(Recorded information)

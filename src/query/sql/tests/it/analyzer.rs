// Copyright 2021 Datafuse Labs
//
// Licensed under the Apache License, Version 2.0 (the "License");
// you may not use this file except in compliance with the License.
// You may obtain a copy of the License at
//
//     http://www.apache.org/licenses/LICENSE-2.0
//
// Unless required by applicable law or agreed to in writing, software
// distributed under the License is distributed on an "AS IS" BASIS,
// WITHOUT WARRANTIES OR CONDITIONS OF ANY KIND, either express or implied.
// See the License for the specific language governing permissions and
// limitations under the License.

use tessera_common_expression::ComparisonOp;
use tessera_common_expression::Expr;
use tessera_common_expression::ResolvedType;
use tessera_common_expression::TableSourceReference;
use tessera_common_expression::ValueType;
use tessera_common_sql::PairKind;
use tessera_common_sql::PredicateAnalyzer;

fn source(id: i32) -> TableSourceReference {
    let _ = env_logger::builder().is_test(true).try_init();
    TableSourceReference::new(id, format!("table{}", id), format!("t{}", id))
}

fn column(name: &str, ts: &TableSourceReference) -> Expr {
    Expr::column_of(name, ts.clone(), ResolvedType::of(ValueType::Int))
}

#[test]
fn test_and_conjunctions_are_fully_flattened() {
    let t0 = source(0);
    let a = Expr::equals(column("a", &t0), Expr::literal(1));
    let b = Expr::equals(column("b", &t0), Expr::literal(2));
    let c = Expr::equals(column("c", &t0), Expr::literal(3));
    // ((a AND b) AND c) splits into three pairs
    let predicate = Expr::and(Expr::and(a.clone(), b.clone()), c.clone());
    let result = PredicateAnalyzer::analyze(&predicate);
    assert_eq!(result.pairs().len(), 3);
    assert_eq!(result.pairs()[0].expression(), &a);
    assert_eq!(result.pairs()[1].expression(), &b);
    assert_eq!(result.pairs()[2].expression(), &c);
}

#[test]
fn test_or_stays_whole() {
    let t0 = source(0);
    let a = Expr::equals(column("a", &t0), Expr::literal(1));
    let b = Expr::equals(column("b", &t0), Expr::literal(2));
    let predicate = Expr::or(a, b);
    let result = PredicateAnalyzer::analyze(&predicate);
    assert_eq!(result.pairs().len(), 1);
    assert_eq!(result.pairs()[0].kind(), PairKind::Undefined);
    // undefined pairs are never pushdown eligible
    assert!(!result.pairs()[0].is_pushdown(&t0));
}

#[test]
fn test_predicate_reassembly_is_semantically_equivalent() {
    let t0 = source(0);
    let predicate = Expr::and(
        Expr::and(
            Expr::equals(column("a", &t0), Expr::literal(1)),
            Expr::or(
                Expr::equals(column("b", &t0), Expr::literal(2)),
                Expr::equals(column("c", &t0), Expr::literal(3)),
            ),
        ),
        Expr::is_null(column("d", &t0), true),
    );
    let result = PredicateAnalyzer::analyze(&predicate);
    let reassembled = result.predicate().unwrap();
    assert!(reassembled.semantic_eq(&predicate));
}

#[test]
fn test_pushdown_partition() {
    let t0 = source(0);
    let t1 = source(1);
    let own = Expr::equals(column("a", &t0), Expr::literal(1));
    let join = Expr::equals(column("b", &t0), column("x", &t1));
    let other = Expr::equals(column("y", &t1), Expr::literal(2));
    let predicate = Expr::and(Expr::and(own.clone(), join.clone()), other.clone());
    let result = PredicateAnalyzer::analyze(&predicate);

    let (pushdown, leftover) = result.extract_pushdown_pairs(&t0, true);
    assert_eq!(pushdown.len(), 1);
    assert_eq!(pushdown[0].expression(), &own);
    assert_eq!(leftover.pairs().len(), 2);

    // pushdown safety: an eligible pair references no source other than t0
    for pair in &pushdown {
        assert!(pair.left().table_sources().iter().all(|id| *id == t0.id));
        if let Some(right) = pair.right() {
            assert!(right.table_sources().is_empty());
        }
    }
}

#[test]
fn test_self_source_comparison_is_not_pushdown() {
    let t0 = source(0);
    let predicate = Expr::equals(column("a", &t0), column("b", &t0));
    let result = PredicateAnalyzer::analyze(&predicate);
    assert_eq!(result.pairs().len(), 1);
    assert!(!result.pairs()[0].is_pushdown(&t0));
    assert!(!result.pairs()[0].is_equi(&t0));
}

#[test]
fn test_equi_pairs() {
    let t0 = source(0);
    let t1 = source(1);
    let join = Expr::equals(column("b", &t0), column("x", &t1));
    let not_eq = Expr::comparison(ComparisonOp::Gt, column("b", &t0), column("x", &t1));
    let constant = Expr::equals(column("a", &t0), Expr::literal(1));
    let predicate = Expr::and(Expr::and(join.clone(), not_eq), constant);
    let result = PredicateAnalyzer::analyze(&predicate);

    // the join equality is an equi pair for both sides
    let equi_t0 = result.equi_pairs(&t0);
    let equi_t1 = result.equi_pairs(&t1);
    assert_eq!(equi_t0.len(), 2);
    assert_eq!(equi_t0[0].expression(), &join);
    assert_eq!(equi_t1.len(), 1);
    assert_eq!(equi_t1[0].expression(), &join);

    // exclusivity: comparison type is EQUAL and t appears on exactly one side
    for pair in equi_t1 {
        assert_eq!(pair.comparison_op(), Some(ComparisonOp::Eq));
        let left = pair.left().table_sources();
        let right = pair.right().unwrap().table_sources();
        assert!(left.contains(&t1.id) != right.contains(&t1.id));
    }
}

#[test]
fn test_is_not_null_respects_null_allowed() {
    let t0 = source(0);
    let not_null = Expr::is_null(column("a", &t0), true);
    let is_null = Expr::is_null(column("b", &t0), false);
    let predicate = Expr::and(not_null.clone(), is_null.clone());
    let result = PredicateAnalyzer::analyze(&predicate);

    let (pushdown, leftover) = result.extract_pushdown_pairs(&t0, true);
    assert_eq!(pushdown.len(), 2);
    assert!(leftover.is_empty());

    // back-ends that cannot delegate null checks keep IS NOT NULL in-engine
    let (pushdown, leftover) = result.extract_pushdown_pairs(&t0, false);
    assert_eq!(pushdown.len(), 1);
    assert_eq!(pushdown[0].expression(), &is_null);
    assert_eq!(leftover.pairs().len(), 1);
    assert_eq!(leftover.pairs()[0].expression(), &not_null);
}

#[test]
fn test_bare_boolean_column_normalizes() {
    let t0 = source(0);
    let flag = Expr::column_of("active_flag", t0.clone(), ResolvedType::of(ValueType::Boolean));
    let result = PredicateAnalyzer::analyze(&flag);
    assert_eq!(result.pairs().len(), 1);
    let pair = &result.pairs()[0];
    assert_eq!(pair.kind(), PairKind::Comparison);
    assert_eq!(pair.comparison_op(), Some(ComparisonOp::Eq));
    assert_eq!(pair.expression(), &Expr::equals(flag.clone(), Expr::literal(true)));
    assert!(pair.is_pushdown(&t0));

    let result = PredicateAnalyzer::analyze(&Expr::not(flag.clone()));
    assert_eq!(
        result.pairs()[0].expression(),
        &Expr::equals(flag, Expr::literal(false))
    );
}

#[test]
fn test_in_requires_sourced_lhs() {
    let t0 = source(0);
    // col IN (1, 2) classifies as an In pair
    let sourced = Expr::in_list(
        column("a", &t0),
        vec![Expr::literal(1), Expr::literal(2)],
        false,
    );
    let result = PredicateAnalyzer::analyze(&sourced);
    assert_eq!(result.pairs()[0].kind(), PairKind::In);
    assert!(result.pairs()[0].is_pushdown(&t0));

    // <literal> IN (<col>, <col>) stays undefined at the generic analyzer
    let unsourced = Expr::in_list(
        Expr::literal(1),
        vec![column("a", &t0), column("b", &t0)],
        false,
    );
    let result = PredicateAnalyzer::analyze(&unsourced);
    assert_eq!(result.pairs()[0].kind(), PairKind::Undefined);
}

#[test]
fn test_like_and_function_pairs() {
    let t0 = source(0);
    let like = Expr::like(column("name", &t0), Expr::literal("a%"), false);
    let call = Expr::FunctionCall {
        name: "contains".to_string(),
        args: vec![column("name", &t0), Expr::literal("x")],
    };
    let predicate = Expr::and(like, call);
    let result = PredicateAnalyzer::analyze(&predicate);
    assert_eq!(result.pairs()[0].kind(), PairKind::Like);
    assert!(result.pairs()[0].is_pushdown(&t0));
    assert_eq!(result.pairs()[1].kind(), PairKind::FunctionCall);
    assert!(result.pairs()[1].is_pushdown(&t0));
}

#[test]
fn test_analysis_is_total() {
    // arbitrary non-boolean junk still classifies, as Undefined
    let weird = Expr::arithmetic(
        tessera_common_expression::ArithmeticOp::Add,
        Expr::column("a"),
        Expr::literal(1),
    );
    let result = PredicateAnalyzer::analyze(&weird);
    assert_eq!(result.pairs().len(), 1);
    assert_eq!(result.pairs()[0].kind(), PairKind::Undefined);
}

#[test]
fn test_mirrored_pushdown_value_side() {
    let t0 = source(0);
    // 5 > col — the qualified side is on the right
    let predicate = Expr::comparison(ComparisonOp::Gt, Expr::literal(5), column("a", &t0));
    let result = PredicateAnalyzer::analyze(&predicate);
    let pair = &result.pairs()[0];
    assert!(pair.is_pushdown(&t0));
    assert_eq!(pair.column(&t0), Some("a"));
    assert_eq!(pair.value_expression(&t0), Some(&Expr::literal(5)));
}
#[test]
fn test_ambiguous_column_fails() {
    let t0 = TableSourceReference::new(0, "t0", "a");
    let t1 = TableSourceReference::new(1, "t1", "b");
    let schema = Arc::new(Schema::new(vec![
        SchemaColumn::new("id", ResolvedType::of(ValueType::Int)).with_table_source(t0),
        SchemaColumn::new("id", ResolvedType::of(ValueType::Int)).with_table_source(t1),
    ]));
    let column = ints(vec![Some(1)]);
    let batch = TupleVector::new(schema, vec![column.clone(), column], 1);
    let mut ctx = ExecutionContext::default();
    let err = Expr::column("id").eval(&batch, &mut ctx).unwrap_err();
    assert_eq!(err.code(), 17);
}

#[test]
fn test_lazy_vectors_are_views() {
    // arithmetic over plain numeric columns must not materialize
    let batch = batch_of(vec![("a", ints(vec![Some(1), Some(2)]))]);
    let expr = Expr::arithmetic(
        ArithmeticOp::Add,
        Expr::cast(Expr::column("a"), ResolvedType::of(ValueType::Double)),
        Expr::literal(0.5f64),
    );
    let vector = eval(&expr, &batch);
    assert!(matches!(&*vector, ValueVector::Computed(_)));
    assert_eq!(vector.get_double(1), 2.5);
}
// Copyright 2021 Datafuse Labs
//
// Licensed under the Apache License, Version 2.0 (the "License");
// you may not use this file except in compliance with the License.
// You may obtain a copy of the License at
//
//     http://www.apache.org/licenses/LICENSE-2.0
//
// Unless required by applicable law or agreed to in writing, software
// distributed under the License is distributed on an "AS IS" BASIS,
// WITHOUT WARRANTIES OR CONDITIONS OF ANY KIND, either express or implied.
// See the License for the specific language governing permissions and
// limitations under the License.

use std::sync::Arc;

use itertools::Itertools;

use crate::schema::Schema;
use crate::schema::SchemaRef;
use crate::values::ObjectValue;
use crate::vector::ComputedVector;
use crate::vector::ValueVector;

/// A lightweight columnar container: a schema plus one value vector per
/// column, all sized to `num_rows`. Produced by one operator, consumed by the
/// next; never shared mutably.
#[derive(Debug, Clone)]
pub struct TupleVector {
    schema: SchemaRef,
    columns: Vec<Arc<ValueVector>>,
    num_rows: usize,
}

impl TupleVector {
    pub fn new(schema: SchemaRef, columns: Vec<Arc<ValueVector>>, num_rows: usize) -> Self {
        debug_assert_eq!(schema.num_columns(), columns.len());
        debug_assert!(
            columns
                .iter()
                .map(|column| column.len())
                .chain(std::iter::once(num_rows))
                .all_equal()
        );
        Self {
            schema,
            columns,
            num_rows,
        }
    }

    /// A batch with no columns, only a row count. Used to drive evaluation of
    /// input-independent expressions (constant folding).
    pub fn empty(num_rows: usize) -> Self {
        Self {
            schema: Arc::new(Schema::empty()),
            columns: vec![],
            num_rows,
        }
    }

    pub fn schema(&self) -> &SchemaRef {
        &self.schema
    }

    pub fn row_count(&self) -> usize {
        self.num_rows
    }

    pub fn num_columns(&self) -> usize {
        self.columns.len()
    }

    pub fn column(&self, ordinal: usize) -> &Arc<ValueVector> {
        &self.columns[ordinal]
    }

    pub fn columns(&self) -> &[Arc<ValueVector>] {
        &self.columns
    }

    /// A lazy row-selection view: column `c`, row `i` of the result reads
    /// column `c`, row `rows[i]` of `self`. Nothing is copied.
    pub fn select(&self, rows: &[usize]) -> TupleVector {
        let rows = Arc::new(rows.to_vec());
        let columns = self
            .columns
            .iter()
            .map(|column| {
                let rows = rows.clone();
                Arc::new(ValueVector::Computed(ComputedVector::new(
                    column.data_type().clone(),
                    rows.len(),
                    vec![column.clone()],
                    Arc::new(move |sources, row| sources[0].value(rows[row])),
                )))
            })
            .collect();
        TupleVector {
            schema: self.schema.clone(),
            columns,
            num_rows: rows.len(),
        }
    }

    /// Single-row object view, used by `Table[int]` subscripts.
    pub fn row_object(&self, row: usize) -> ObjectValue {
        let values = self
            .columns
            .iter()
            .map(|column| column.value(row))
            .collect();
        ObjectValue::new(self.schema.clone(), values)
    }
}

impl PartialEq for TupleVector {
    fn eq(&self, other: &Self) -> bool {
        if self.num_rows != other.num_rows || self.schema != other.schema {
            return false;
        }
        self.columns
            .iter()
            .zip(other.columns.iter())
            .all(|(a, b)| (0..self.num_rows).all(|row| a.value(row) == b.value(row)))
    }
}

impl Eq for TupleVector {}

(End Recorded information)

> [Directions for this task] All lines in the data that contain the word "TableSourceReference" should be copied.

> [Solution to the problem]
use tessera_common_expression::TableSourceReference;
fn source(id: i32) -> TableSourceReference {
    TableSourceReference::new(id, format!("table{}", id), format!("t{}", id))
fn column(name: &str, ts: &TableSourceReference) -> Expr {
    let t0 = TableSourceReference::new(0, "t0", "a");
    let t1 = TableSourceReference::new(1, "t1", "b");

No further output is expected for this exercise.